Alterations in the chemical modifications that control gene expression, known as Epigenetics, have proven to be one of the most characteristic properties of all human tumors. This realization has generated the development of very intense pharmacological research to find drugs that act at this level against cancer. Today there are nine epigenetic drugs approved for use in oncology, especially in leukemias, lymphomas and soft tissue tumors. However, a mystery remains: Why do some of these patients respond clinically to these compounds while in other cases they show resistance to their action?

Today, an article led by Dr. Manel Esteller, Director of the Josep Carreras Leukaemia Research Institute, ICREA Research Professor and Chairman of Genetics at the School of Medicine of the University of Barcelona, in the journal Cancer Research Communications, provides the first answer to this question by showing how the persistence of certain single cancer cells with mutations is associated with the lack of clinical benefit of these pharmacological principles.

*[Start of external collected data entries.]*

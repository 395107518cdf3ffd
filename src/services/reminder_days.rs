//! Reminder-day selection algebra
//!
//! A reminder selection is a set of positive day offsets. [`normalized`] is
//! the single place duplicates, zero and negative values are removed and the
//! order is fixed (descending, as the picker shows it); every other function
//! here returns its result through it.

use std::collections::BTreeSet;

/// Quick-pick offsets that are always offered
pub const PRESET_DAYS: [i32; 6] = [90, 60, 30, 14, 7, 1];

/// Deduplicate, drop values below 1, sort descending
pub fn normalized(days: &[i32]) -> Vec<i32> {
    days.iter()
        .copied()
        .filter(|&day| day >= 1)
        .collect::<BTreeSet<_>>()
        .into_iter()
        .rev()
        .collect()
}

/// Offsets to show in the picker: presets plus everything already selected
/// or entered by hand, so custom values survive a re-render
pub fn available_days(selected: &[i32], custom_available: &[i32]) -> Vec<i32> {
    let all: Vec<i32> = PRESET_DAYS
        .iter()
        .chain(selected)
        .chain(custom_available)
        .copied()
        .collect();
    normalized(&all)
}

/// Add `day` if absent, remove it if present
pub fn toggle(day: i32, selected: &[i32]) -> Vec<i32> {
    let mut values: BTreeSet<i32> = selected.iter().copied().collect();
    if !values.remove(&day) {
        values.insert(day);
    }
    normalized(&values.into_iter().collect::<Vec<_>>())
}

/// Parse a hand-entered offset; only integers >= 1 are accepted
pub fn parse_custom(text: &str) -> Option<i32> {
    text.trim().parse::<i32>().ok().filter(|&value| value >= 1)
}
//! Export module for RenewalVault
//!
//! Writes the vault report (the data behind the printable vault summary) in
//! one of three formats:
//! - CSV: one row per item, spreadsheet-compatible
//! - JSON: machine-readable, schema-versioned
//! - YAML: human-readable with a header comment
//!
//! Exporting is a Pro feature; [`export_vault_report`] checks the gate before
//! writing anything.

pub mod csv;
pub mod json;
pub mod report;
pub mod yaml;

use std::fmt;
use std::io::Write;

use crate::error::{RenewalError, RenewalResult};
use crate::models::{GatedAction, SubscriptionTier};
use crate::services::FeatureGate;

pub use self::csv::export_report_csv;
pub use self::json::export_report_json;
pub use self::report::{ReportRow, VaultReport, REPORT_SCHEMA_VERSION};
pub use self::yaml::export_report_yaml;

/// Output format for a vault report
#[derive(Debug, Clone, Copy, PartialEq, Eq)]
pub enum ExportFormat {
    Csv,
    Json,
    Yaml,
}

impl ExportFormat {
    pub fn parse(s: &str) -> Option<Self> {
        match s.trim().to_lowercase().as_str() {
            "csv" => Some(Self::Csv),
            "json" => Some(Self::Json),
            "yaml" | "yml" => Some(Self::Yaml),
            _ => None,
        }
    }

    /// File extension without the dot
    pub fn extension(&self) -> &'static str {
        match self {
            Self::Csv => "csv",
            Self::Json => "json",
            Self::Yaml => "yaml",
        }
    }
}

impl fmt::Display for ExportFormat {
    fn fmt(&self, f: &mut fmt::Formatter<'_>) -> fmt::Result {
        write!(f, "{}", self.extension())
    }
}

/// Write `report` in `format` if `tier` may export
pub fn export_vault_report<W: Write>(
    report: &VaultReport,
    format: ExportFormat,
    tier: SubscriptionTier,
    writer: &mut W,
) -> RenewalResult<()> {
    FeatureGate::require(GatedAction::ExportPdf, 0, tier)?;

    match format {
        ExportFormat::Csv => export_report_csv(report, writer),
        ExportFormat::Json => export_report_json(report, writer, true),
        ExportFormat::Yaml => export_report_yaml(report, writer),
    }
}

pub(crate) fn export_error(e: impl fmt::Display) -> RenewalError {
    RenewalError::Export(e.to_string())
}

We decided to focus our study on a type of bone marrow cancer, where leukemia blood cells are formed, called myelodysplastic syndrome (MDS) because the treatment of choice is an epigenetic drug called azacitidine, an inhibitor of DNA methylation. We studied what was happening at the DNA and protein levels in thousands of cells separated from these patients at two time points: before and after receiving the epigenetic therapy”, explains Dr. Esteller about the article published in the official journal of the American Association for Cancer Research (AACR) for the rapid publication of interesting results. “We managed to characterize more than 30 cell subtypes and 50 genes, observing that the patients where pharmacological treatment had an effect had a particular profile at the individual cell level: they presented a decrease in the number of mutations in stem and progenitor cells and in immature granulocytes and monocytes. This suggests that if we do not eliminate these altered primitive cells, which appear early during the tumor process, the therapy has little chance of success. The good news for patients resistant to epigenetic drugs is that we have detected that some of the new mutations that appear may now be targets of other drugs specifically directed against them. As if it were a game of cat and mouse between the doctor and the cancer, the tumor's strength against one drug generates its vulnerability against another drug. Hence the importance of molecular studies at the single cell level that allow us to predict not only the prognosis of the disease but also what this leukemia may be sensitive to", concludes the researcher.